======== Records shown

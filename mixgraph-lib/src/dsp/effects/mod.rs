//! Chainable in-place effects for submix and source effect chains.
//!
//! Anything implementing [`SubmixEffect`] can sit in a chain. The built-in
//! effects are also available as the serde-tagged [`AudioEffect`] enum so that
//! graph descriptions can list them in JSON.

use serde::{Deserialize, Serialize};

mod biquad;
pub mod distortion;
pub mod gain;
pub mod high_pass;
pub mod identity;
pub mod low_pass;

pub use distortion::{DistortionEffect, DistortionSettings};
pub use gain::{GainEffect, GainSettings};
pub use high_pass::{HighPassFilterEffect, HighPassFilterSettings};
pub use identity::IdentityEffect;
pub use low_pass::{LowPassFilterEffect, LowPassFilterSettings};

/// Render environment handed to every effect call.
#[derive(Debug, Clone, Copy, PartialEq)]
pub struct EffectContext {
    pub sample_rate: u32,
    pub channels: usize,
}

impl EffectContext {
    pub fn new(sample_rate: u32, channels: usize) -> Self {
        Self {
            sample_rate,
            channels,
        }
    }
}

/// Contract for one stage of an effect chain.
///
/// `process` runs on the render thread and must not block. Any allocation the
/// effect needs should happen in `warm_up`, which is called on the control
/// thread before the chain is shipped to the renderer.
pub trait SubmixEffect: Send {
    /// Short display name used in logs.
    fn name(&self) -> &str;

    /// Process interleaved samples in place.
    fn process(&mut self, samples: &mut [f32], context: &EffectContext);

    /// Clear filter history and similar runtime state.
    fn reset_state(&mut self);

    /// Prepare runtime state for the given context.
    fn warm_up(&mut self, _context: &EffectContext) {}
}

/// Built-in effect configured from JSON.
#[derive(Debug, Clone, Serialize, Deserialize)]
pub enum AudioEffect {
    #[serde(rename = "IdentitySettings")]
    Identity(IdentityEffect),
    #[serde(rename = "GainSettings")]
    Gain(GainEffect),
    #[serde(rename = "LowPassFilterSettings")]
    LowPassFilter(LowPassFilterEffect),
    #[serde(rename = "HighPassFilterSettings")]
    HighPassFilter(HighPassFilterEffect),
    #[serde(rename = "DistortionSettings")]
    Distortion(DistortionEffect),
}

impl AudioEffect {
    fn inner_mut(&mut self) -> &mut dyn SubmixEffect {
        match self {
            AudioEffect::Identity(effect) => effect,
            AudioEffect::Gain(effect) => effect,
            AudioEffect::LowPassFilter(effect) => effect,
            AudioEffect::HighPassFilter(effect) => effect,
            AudioEffect::Distortion(effect) => effect,
        }
    }

    /// Box the effect for use in a chain.
    pub fn boxed(self) -> Box<dyn SubmixEffect> {
        Box::new(self)
    }
}

impl SubmixEffect for AudioEffect {
    fn name(&self) -> &str {
        match self {
            AudioEffect::Identity(effect) => effect.name(),
            AudioEffect::Gain(effect) => effect.name(),
            AudioEffect::LowPassFilter(effect) => effect.name(),
            AudioEffect::HighPassFilter(effect) => effect.name(),
            AudioEffect::Distortion(effect) => effect.name(),
        }
    }

    fn process(&mut self, samples: &mut [f32], context: &EffectContext) {
        self.inner_mut().process(samples, context);
    }

    fn reset_state(&mut self) {
        self.inner_mut().reset_state();
    }

    fn warm_up(&mut self, context: &EffectContext) {
        self.inner_mut().warm_up(context);
    }
}

#[cfg(test)]
mod tests {
    use super::*;

    #[test]
    fn audio_effect_serde_roundtrip_variants() {
        let effects = vec![
            AudioEffect::Identity(IdentityEffect),
            AudioEffect::Gain(GainEffect::default()),
            AudioEffect::LowPassFilter(LowPassFilterEffect::default()),
            AudioEffect::HighPassFilter(HighPassFilterEffect::default()),
            AudioEffect::Distortion(DistortionEffect::default()),
        ];

        let json = serde_json::to_string(&effects).expect("serialize effects");
        let decoded: Vec<AudioEffect> = serde_json::from_str(&json).expect("deserialize effects");
        let names: Vec<&str> = decoded.iter().map(|effect| effect.name()).collect();
        assert_eq!(
            names,
            vec!["identity", "gain", "low_pass", "high_pass", "distortion"]
        );
    }

    #[test]
    fn audio_effect_serde_accepts_aliases() {
        let json = r#"
        [
            {"IdentitySettings":null},
            {"LowPassFilterSettings":{"enabled":true,"freq":800,"bandwidth":0.7}},
            {"HighPassFilterSettings":{"enabled":true,"frequency_hz":1200,"q":0.9}},
            {"DistortionSettings":{"enabled":true,"gain":2.0,"threshold":0.4}},
            {"GainSettings":{"enabled":true,"gain":"-6db"}}
        ]
        "#;

        let decoded: Vec<AudioEffect> = serde_json::from_str(json).expect("deserialize effects");
        assert_eq!(decoded.len(), 5);
    }

    #[test]
    fn boxed_effect_processes_through_trait_object() {
        let mut gain = GainEffect::default();
        gain.enabled = true;
        gain.settings.gain = 0.5;
        let mut effect = AudioEffect::Gain(gain).boxed();
        let mut samples = [1.0_f32, -1.0];
        effect.process(&mut samples, &EffectContext::new(48_000, 2));
        assert_eq!(samples, [0.5, -0.5]);
    }
}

================

## Prompt
Restate verbatim all lines from the start of the data through the line containing "enum so that", with both ends kept.

## Task response
filename mixgraph-lib/src/dsp/effects/mod.rs
//! Chainable in-place effects for submix and source effect chains.
//!
//! Anything implementing [`SubmixEffect`] can sit in a chain. The built-in
//! effects are also available as the serde-tagged [`AudioEffect`] enum so that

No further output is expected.